By Oliver Lyttelton | The Playlist July 8, 2011 at 11:34AM
For the most part, the Daniel Craig-era of Bond has left behind many of the franchise's most familiar tropes; aside from Judi Dench as MI6 head honcho M, and the CIA agent Felix Leiter played by Jeffrey Wright, it's a been a fresh start: no Q, no Blofeld, no SPECTRE, no gadgets. It worked out nicely in "Casino Royale," not so well in "Quantum of Solace," and now it appears that at least one classic Ian Fleming-created character is going to appear in the latest, Sam Mendes-directed entry in the series, currently known only as "Bond 23."
It's been rumored for some weeks now that actress Naomie Harris, who came to fame in Danny Boyle's "28 Days Later" before going on to "Miami Vice" and "Pirates of the Caribbean: Dead Man's Chest" and its sequel, was circling a role in Mendes' film, and the actress confirmed that discussions had taken place. Now, Baz Bamigboye reports that Harris is in the very final stages of talks, and that she'll be playing a familiar figure: Moneypenny, M's assistant at MI6, who's flirted with Bond across twenty separate films.

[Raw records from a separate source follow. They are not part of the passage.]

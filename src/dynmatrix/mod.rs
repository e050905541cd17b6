pub mod aliases;
mod block;
mod ops;
mod slice;
mod vector;
mod view;

pub use aliases::*;
pub use vector::DynVector;
pub use view::{BlockView, BlockViewMut, VectorView, VectorViewMut};

use alloc::vec;
use alloc::vec::Vec;
use core::ops::{Index, IndexMut};

use crate::traits::{index_out_of_range, MatrixMut, MatrixRef, Scalar};

/// Dynamically-sized heap-allocated matrix.
///
/// Row-major `Vec<T>` storage with runtime dimensions. The matrix is the sole
/// owner of its buffer: `clone()` copies every element, and borrowed views
/// ([`BlockView`], [`VectorView`], and their mutable forms) tie their lifetime
/// to it, so a view cannot outlive the matrix or survive a [`resize`](Self::resize).
///
/// Out-of-range element access panics with `index out of range`.
///
/// # Examples
///
/// ```
/// use linsolve::DynMatrix;
///
/// let a = DynMatrix::from_rows(2, 2, &[1.0_f64, 2.0, 3.0, 4.0]);
/// assert_eq!(a[(0, 1)], 2.0);
/// assert_eq!(a.nrows(), 2);
/// assert_eq!(a.ncols(), 2);
///
/// let b = DynMatrix::eye(3, 0.0_f64);
/// assert_eq!(b[(0, 0)], 1.0);
/// assert_eq!(b[(0, 1)], 0.0);
/// ```
#[derive(Debug, Clone, PartialEq)]
pub struct DynMatrix<T> {
    data: Vec<T>,
    nrows: usize,
    ncols: usize,
}

// ── Constructors ────────────────────────────────────────────────────

impl<T: Scalar> DynMatrix<T> {
    /// Create an `nrows x ncols` matrix of zeros.
    ///
    /// The `_zero` parameter is only used for type inference.
    ///
    /// ```
    /// use linsolve::DynMatrix;
    /// let m = DynMatrix::zeros(2, 3, 0.0_f64);
    /// assert_eq!(m.nrows(), 2);
    /// assert_eq!(m.ncols(), 3);
    /// assert_eq!(m[(1, 2)], 0.0);
    /// ```
    pub fn zeros(nrows: usize, ncols: usize, _zero: T) -> Self {
        Self {
            data: vec![T::zero(); nrows * ncols],
            nrows,
            ncols,
        }
    }

    /// Create a matrix filled with a given value.
    pub fn fill(nrows: usize, ncols: usize, value: T) -> Self {
        Self {
            data: vec![value; nrows * ncols],
            nrows,
            ncols,
        }
    }

    /// Create an `n x n` identity matrix.
    ///
    /// ```
    /// use linsolve::DynMatrix;
    /// let id = DynMatrix::eye(3, 0.0_f64);
    /// assert_eq!(id[(2, 2)], 1.0);
    /// assert_eq!(id[(2, 1)], 0.0);
    /// ```
    pub fn eye(n: usize, _zero: T) -> Self {
        let mut m = Self::zeros(n, n, T::zero());
        for i in 0..n {
            m[(i, i)] = T::one();
        }
        m
    }

    /// Create a matrix from a flat slice in row-major order.
    ///
    /// Panics if `row_major.len() != nrows * ncols`.
    ///
    /// ```
    /// use linsolve::DynMatrix;
    /// let m = DynMatrix::from_rows(2, 3, &[1.0, 2.0, 3.0, 4.0, 5.0, 6.0]);
    /// assert_eq!(m[(0, 2)], 3.0);
    /// assert_eq!(m[(1, 0)], 4.0);
    /// ```
    pub fn from_rows(nrows: usize, ncols: usize, row_major: &[T]) -> Self {
        assert_eq!(
            row_major.len(),
            nrows * ncols,
            "slice length {} does not match {}x{} matrix",
            row_major.len(),
            nrows,
            ncols,
        );
        Self {
            data: row_major.to_vec(),
            nrows,
            ncols,
        }
    }

    /// Resize to `nrows x ncols`, zeroing every element.
    ///
    /// The existing allocation is reused when it is large enough, so
    /// resizing to the same or a smaller shape never allocates. Views borrow
    /// the matrix, so none can be alive across this call.
    ///
    /// ```
    /// use linsolve::DynMatrix;
    /// let mut m = DynMatrix::fill(2, 2, 5.0_f64);
    /// m.resize(3, 4);
    /// assert_eq!((m.nrows(), m.ncols()), (3, 4));
    /// assert_eq!(m[(2, 3)], 0.0);
    /// ```
    pub fn resize(&mut self, nrows: usize, ncols: usize) {
        self.data.clear();
        self.data.resize(nrows * ncols, T::zero());
        self.nrows = nrows;
        self.ncols = ncols;
    }

    /// Copy every element from `src`, which must have the same shape.
    ///
    /// Accepts any [`MatrixRef`], including views into another matrix.
    pub fn copy_from(&mut self, src: &impl MatrixRef<T>) {
        assert_eq!(
            (self.nrows, self.ncols),
            (src.nrows(), src.ncols()),
            "dimension mismatch: copy {}x{} into {}x{}",
            src.nrows(),
            src.ncols(),
            self.nrows,
            self.ncols,
        );
        for i in 0..self.nrows {
            for j in 0..self.ncols {
                self.data[i * self.ncols + j] = *src.get(i, j);
            }
        }
    }
}

impl<T> DynMatrix<T> {
    /// Create a matrix from an owned `Vec<T>` in row-major order.
    ///
    /// Panics if `data.len() != nrows * ncols`.
    pub fn from_vec(nrows: usize, ncols: usize, data: Vec<T>) -> Self {
        assert_eq!(
            data.len(),
            nrows * ncols,
            "vec length {} does not match {}x{} matrix",
            data.len(),
            nrows,
            ncols,
        );
        Self { data, nrows, ncols }
    }

    /// Create a matrix by calling `f(row, col)` for each element.
    ///
    /// ```
    /// use linsolve::DynMatrix;
    /// let m = DynMatrix::from_fn(3, 3, |i, j| if i == j { 1.0_f64 } else { 0.0 });
    /// assert_eq!(m[(0, 0)], 1.0);
    /// assert_eq!(m[(0, 1)], 0.0);
    /// ```
    pub fn from_fn(nrows: usize, ncols: usize, f: impl Fn(usize, usize) -> T) -> Self {
        let mut data = Vec::with_capacity(nrows * ncols);
        for i in 0..nrows {
            for j in 0..ncols {
                data.push(f(i, j));
            }
        }
        Self { data, nrows, ncols }
    }

    /// Number of rows.
    #[inline]
    pub fn nrows(&self) -> usize {
        self.nrows
    }

    /// Number of columns.
    #[inline]
    pub fn ncols(&self) -> usize {
        self.ncols
    }

    /// Whether the matrix is square.
    #[inline]
    pub fn is_square(&self) -> bool {
        self.nrows == self.ncols
    }

    /// Flat offset of `(row, col)`, checked against both dimensions.
    #[inline]
    #[track_caller]
    fn offset(&self, row: usize, col: usize) -> usize {
        if row >= self.nrows || col >= self.ncols {
            index_out_of_range(row, col, self.nrows, self.ncols);
        }
        row * self.ncols + col
    }
}

// ── MatrixRef / MatrixMut ───────────────────────────────────────────

impl<T> MatrixRef<T> for DynMatrix<T> {
    #[inline]
    fn nrows(&self) -> usize {
        self.nrows
    }

    #[inline]
    fn ncols(&self) -> usize {
        self.ncols
    }

    #[inline]
    fn get(&self, row: usize, col: usize) -> &T {
        &self.data[self.offset(row, col)]
    }
}

impl<T> MatrixMut<T> for DynMatrix<T> {
    #[inline]
    fn get_mut(&mut self, row: usize, col: usize) -> &mut T {
        let k = self.offset(row, col);
        &mut self.data[k]
    }
}

// ── Index ───────────────────────────────────────────────────────────

impl<T> Index<(usize, usize)> for DynMatrix<T> {
    type Output = T;

    #[inline]
    #[track_caller]
    fn index(&self, (row, col): (usize, usize)) -> &T {
        &self.data[self.offset(row, col)]
    }
}

impl<T> IndexMut<(usize, usize)> for DynMatrix<T> {
    #[inline]
    #[track_caller]
    fn index_mut(&mut self, (row, col): (usize, usize)) -> &mut T {
        let k = self.offset(row, col);
        &mut self.data[k]
    }
}

#[cfg(test)]
mod tests {
    use super::*;

    #[test]
    fn zeros() {
        let m = DynMatrix::zeros(3, 4, 0.0_f64);
        assert_eq!(m.nrows(), 3);
        assert_eq!(m.ncols(), 4);
        assert!(m.iter().all(|&x| x == 0.0));
    }

    #[test]
    fn eye() {
        let m = DynMatrix::eye(3, 0.0_f64);
        for i in 0..3 {
            for j in 0..3 {
                let expected = if i == j { 1.0 } else { 0.0 };
                assert_eq!(m[(i, j)], expected);
            }
        }
    }

    #[test]
    fn from_rows_is_row_major() {
        let m = DynMatrix::from_rows(2, 3, &[1.0, 2.0, 3.0, 4.0, 5.0, 6.0]);
        assert_eq!(m[(0, 0)], 1.0);
        assert_eq!(m[(0, 2)], 3.0);
        assert_eq!(m[(1, 0)], 4.0);
        assert_eq!(m[(1, 2)], 6.0);
        assert_eq!(m.as_slice(), &[1.0, 2.0, 3.0, 4.0, 5.0, 6.0]);
    }

    #[test]
    #[should_panic(expected = "slice length")]
    fn from_rows_wrong_length() {
        let _ = DynMatrix::from_rows(2, 2, &[1.0, 2.0, 3.0]);
    }

    #[test]
    fn from_fn() {
        let m = DynMatrix::from_fn(3, 3, |i, j| (i * 3 + j) as f64);
        assert_eq!(m[(1, 1)], 4.0);
        assert_eq!(m[(2, 0)], 6.0);
    }

    #[test]
    fn index_mut() {
        let mut m = DynMatrix::zeros(2, 2, 0.0_f64);
        m[(0, 1)] = 5.0;
        assert_eq!(m[(0, 1)], 5.0);
        *m.get_mut(1, 0) = 7.0;
        assert_eq!(*m.get(1, 0), 7.0);
    }

    #[test]
    #[should_panic(expected = "index out of range")]
    fn row_out_of_range() {
        let m = DynMatrix::zeros(2, 3, 0.0_f64);
        let _ = m[(2, 0)];
    }

    #[test]
    #[should_panic(expected = "index out of range")]
    fn col_out_of_range_within_buffer() {
        // (0, 3) would land on (1, 0) in the flat buffer; it must still fail.
        let m = DynMatrix::zeros(2, 3, 0.0_f64);
        let _ = m[(0, 3)];
    }

    #[test]
    fn resize_zeroes() {
        let mut m = DynMatrix::fill(3, 3, 2.0_f64);
        m.resize(2, 3);
        assert_eq!((m.nrows(), m.ncols()), (2, 3));
        assert!(m.iter().all(|&x| x == 0.0));
    }

    #[test]
    fn clone_is_deep() {
        let a = DynMatrix::from_rows(2, 2, &[1.0, 2.0, 3.0, 4.0]);
        let mut b = a.clone();
        b[(0, 0)] = 9.0;
        assert_eq!(a[(0, 0)], 1.0);
        assert_ne!(a, b);
    }

    #[test]
    fn copy_from_view() {
        let src = DynMatrix::from_fn(3, 3, |i, j| (i * 3 + j) as i32);
        let mut dst = DynMatrix::zeros(2, 2, 0);
        dst.copy_from(&src.view(1, 1, 2, 2));
        assert_eq!(dst.as_slice(), &[4, 5, 7, 8]);
    }

    #[test]
    #[should_panic(expected = "dimension mismatch")]
    fn copy_from_wrong_shape() {
        let src = DynMatrix::zeros(2, 3, 0.0_f64);
        let mut dst = DynMatrix::zeros(3, 2, 0.0_f64);
        dst.copy_from(&src);
    }
}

Lois Maxwell, Caroline Bliss and Samantha Bond have all officially played Moneypenny over the years (with Barbara Bouchet and Pamela Salem taking the mantle on in unofficial Bond flicks, 1967's "Casino Royale" and 1983's "Never Say Never Again"), but Harris is certainly a strong choice -- indeed, we hope that casting such a terrific actress means that the character will have more to do than sit behind a desk and drop innuendo. Considering that the character tends to span multiple films, it's likely that Harris will be tied to a multi-film contract: perhaps the reason negotiations have been so protracted.
Bamigboye also suggests that the film has locked two other top actors in: both Javier Bardem and Ralph Fiennes were said to be circling parts earlier in the year, Bardem confirming that his was the villain, and Fiennes' said to be "darkly complex," and Bamigboye suggests that the pair are both officially set. It presumably helps matters that Bardem's other big-budget suitor, "The Dark Tower," collapsed, as there likely would have been a scheduling conflict. All in all, things are shaping up nicely here: it's certainly the starriest, most credible Bond flick in years. We'll find out if Mendes can handle the thrills as well as the actors when the film, which will shoot later in the year, hits theaters on November 9th, 2012.